それがために → 株券というものは非常に譲渡しやすいように環境がつくられています。

たとえば最初からそれを細分化しておくことで、小さな単位でのやりとりを可能にし、受け渡しも紙切れ(株券)で行うという非常にスッキリとした体裁をとっており、さらには巨大な証券取引所と証券会社がベルトコンベアのように売買を処理していきます。

そして結局はこのこと自体が、株式会社という巨大なお金をつくるためのマシーン達を駆動させていくのです。 [参照:プレップ商法 木内宣彦 弘文堂]

電話加入権は固定資産だという税法上の定義とは真っ向から対立し、NTTによればそれはミズモノの流動資産だとなりそうです。

わたしも7万円以上のお金を払って電話加入権を買った口ですが、してみると払ったわれわれは知らぬまにNTTに対して”財産的価値は保証されない株主的な立場で投資をさせられていた”という解釈が時代の落とし処のようです。

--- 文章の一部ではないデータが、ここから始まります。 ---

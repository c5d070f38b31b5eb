//! Rolling checksums over frame header and payload regions.
//!
//! A frame carries up to two independent checksums: one over the header
//! (SOF through the type field) and one over the payload. Both use the
//! same algorithm, selected once per engine through [`FrameConfig`]; the
//! peers of a link must agree on it.
//!
//! Every algorithm is expressed as the same three operations: start a
//! fresh state, fold bytes into it, finalize it into an unsigned output
//! of the algorithm's width. The built-in CRC variants delegate to the
//! [`crc`] crate; hosts with hardware checksum units or proprietary
//! algorithms can plug in their own through [`CustomChecksum`].
//!
//! [`FrameConfig`]: crate::config::FrameConfig

use crc::{CRC_8_MAXIM_DOW, CRC_16_ARC, CRC_32_ISO_HDLC, Crc, Digest};
use std::fmt;
use std::sync::Arc;

/// CRC-8 Dallas/Maxim (1-wire): polynomial 0x8C reflected, init 0.
static CRC8: Crc<u8> = Crc::<u8>::new(&CRC_8_MAXIM_DOW);

/// CRC-16 IBM/ANSI: polynomial 0x8005 reflected (0xA001), init 0.
static CRC16: Crc<u16> = Crc::<u16>::new(&CRC_16_ARC);

/// CRC-32 IEEE: polynomial 0xEDB88320 reflected, init and final-xor 0xFFFFFFFF.
static CRC32: Crc<u32> = Crc::<u32>::new(&CRC_32_ISO_HDLC);

/// Host-provided checksum algorithm.
///
/// The three operations mirror the built-in variants: `start` produces a
/// fresh state, `update` folds one byte in, `finalize` yields the wire
/// value. The output width on the wire is fixed by the
/// [`ChecksumKind::Custom8`]/[`Custom16`]/[`Custom32`] variant carrying
/// the implementation, not by the implementation itself; finalized values
/// are masked to that width.
///
/// [`Custom16`]: ChecksumKind::Custom16
/// [`Custom32`]: ChecksumKind::Custom32
pub trait CustomChecksum {
    /// Initial state of a fresh checksum.
    fn start(&self) -> u32;

    /// Fold a single byte into the state.
    fn update(&self, state: u32, byte: u8) -> u32;

    /// Finish the computation, producing the value emitted on the wire.
    fn finalize(&self, state: u32) -> u32;
}

/// Checksum algorithm selected for a link.
#[derive(Clone, Default)]
pub enum ChecksumKind {
    /// No checksums on the wire; both checksum fields are absent.
    None,
    /// Inverted XOR of all bytes in the region, 1 byte on the wire.
    Xor8,
    /// CRC-8 Dallas/Maxim.
    Crc8,
    /// CRC-16 with the 0x8005 polynomial, reflected.
    #[default]
    Crc16,
    /// CRC-32 with the 0xEDB88320 polynomial, reflected.
    Crc32,
    /// Host algorithm emitting 1 byte.
    Custom8(Arc<dyn CustomChecksum>),
    /// Host algorithm emitting 2 bytes.
    Custom16(Arc<dyn CustomChecksum>),
    /// Host algorithm emitting 4 bytes.
    Custom32(Arc<dyn CustomChecksum>),
}

/// Running checksum state for one header or payload region.
pub enum ChecksumState {
    None,
    Xor8(u8),
    Crc8(Digest<'static, u8>),
    Crc16(Digest<'static, u16>),
    Crc32(Digest<'static, u32>),
    Custom(u32),
}

impl ChecksumKind {
    /// Width of the checksum on the wire, in bytes (0 for `None`).
    #[must_use]
    pub fn width(&self) -> usize {
        match self {
            ChecksumKind::None => 0,
            ChecksumKind::Xor8 | ChecksumKind::Crc8 | ChecksumKind::Custom8(_) => 1,
            ChecksumKind::Crc16 | ChecksumKind::Custom16(_) => 2,
            ChecksumKind::Crc32 | ChecksumKind::Custom32(_) => 4,
        }
    }

    /// Whether checksum fields appear on the wire at all.
    #[inline]
    #[must_use]
    pub fn is_enabled(&self) -> bool {
        self.width() > 0
    }

    /// Mask covering the significant bits of a finalized value.
    #[must_use]
    pub fn mask(&self) -> u32 {
        match self.width() {
            0 => 0,
            1 => 0xFF,
            2 => 0xFFFF,
            _ => u32::MAX,
        }
    }

    /// Begin a fresh checksum over a new region.
    #[must_use]
    pub fn start(&self) -> ChecksumState {
        match self {
            ChecksumKind::None => ChecksumState::None,
            ChecksumKind::Xor8 => ChecksumState::Xor8(0),
            ChecksumKind::Crc8 => ChecksumState::Crc8(CRC8.digest()),
            ChecksumKind::Crc16 => ChecksumState::Crc16(CRC16.digest()),
            ChecksumKind::Crc32 => ChecksumState::Crc32(CRC32.digest()),
            ChecksumKind::Custom8(algo)
            | ChecksumKind::Custom16(algo)
            | ChecksumKind::Custom32(algo) => ChecksumState::Custom(algo.start()),
        }
    }

    /// Fold `bytes` into a running state.
    pub fn update(&self, state: &mut ChecksumState, bytes: &[u8]) {
        match state {
            ChecksumState::None => {}
            ChecksumState::Xor8(acc) => {
                for &b in bytes {
                    *acc ^= b;
                }
            }
            ChecksumState::Crc8(digest) => digest.update(bytes),
            ChecksumState::Crc16(digest) => digest.update(bytes),
            ChecksumState::Crc32(digest) => digest.update(bytes),
            ChecksumState::Custom(acc) => {
                if let Some(algo) = self.custom_algo() {
                    for &b in bytes {
                        *acc = algo.update(*acc, b);
                    }
                }
            }
        }
    }

    /// Finish a region, producing the value compared or emitted on the wire.
    #[must_use]
    pub fn finalize(&self, state: ChecksumState) -> u32 {
        let value = match state {
            ChecksumState::None => 0,
            ChecksumState::Xor8(acc) => u32::from(!acc),
            ChecksumState::Crc8(digest) => u32::from(digest.finalize()),
            ChecksumState::Crc16(digest) => u32::from(digest.finalize()),
            ChecksumState::Crc32(digest) => digest.finalize(),
            ChecksumState::Custom(acc) => self
                .custom_algo()
                .map_or(acc, |algo| algo.finalize(acc)),
        };
        value & self.mask()
    }

    /// Convenience: checksum a whole region in one call.
    #[must_use]
    pub fn compute(&self, bytes: &[u8]) -> u32 {
        let mut state = self.start();
        self.update(&mut state, bytes);
        self.finalize(state)
    }

    fn custom_algo(&self) -> Option<&dyn CustomChecksum> {
        match self {
            ChecksumKind::Custom8(algo)
            | ChecksumKind::Custom16(algo)
            | ChecksumKind::Custom32(algo) => Some(algo.as_ref()),
            _ => None,
        }
    }
}

impl fmt::Debug for ChecksumKind {
    fn fmt(&self, f: &mut fmt::Formatter<'_>) -> fmt::Result {
        let name = match self {
            ChecksumKind::None => "None",
            ChecksumKind::Xor8 => "Xor8",
            ChecksumKind::Crc8 => "Crc8",
            ChecksumKind::Crc16 => "Crc16",
            ChecksumKind::Crc32 => "Crc32",
            ChecksumKind::Custom8(_) => "Custom8",
            ChecksumKind::Custom16(_) => "Custom16",
            ChecksumKind::Custom32(_) => "Custom32",
        };
        write!(f, "ChecksumKind::{name}")
    }
}

impl fmt::Debug for ChecksumState {
    fn fmt(&self, f: &mut fmt::Formatter<'_>) -> fmt::Result {
        let name = match self {
            ChecksumState::None => "None",
            ChecksumState::Xor8(_) => "Xor8",
            ChecksumState::Crc8(_) => "Crc8",
            ChecksumState::Crc16(_) => "Crc16",
            ChecksumState::Crc32(_) => "Crc32",
            ChecksumState::Custom(_) => "Custom",
        };
        write!(f, "ChecksumState::{name}")
    }
}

日本銀行が保証することをやめれば紙幣が紙になるように、NTTが有形無形のうしろだてを辞めた電話加入権はその交換価値をゆっくり喪失しようとしています。

法人税法上の定義は調整されたとしても、問題は凄まじく蓄積されたNTTの資産を、配当も得られなかった株主のような目で皆が見つめはしないだろうかという点です。

法理メール?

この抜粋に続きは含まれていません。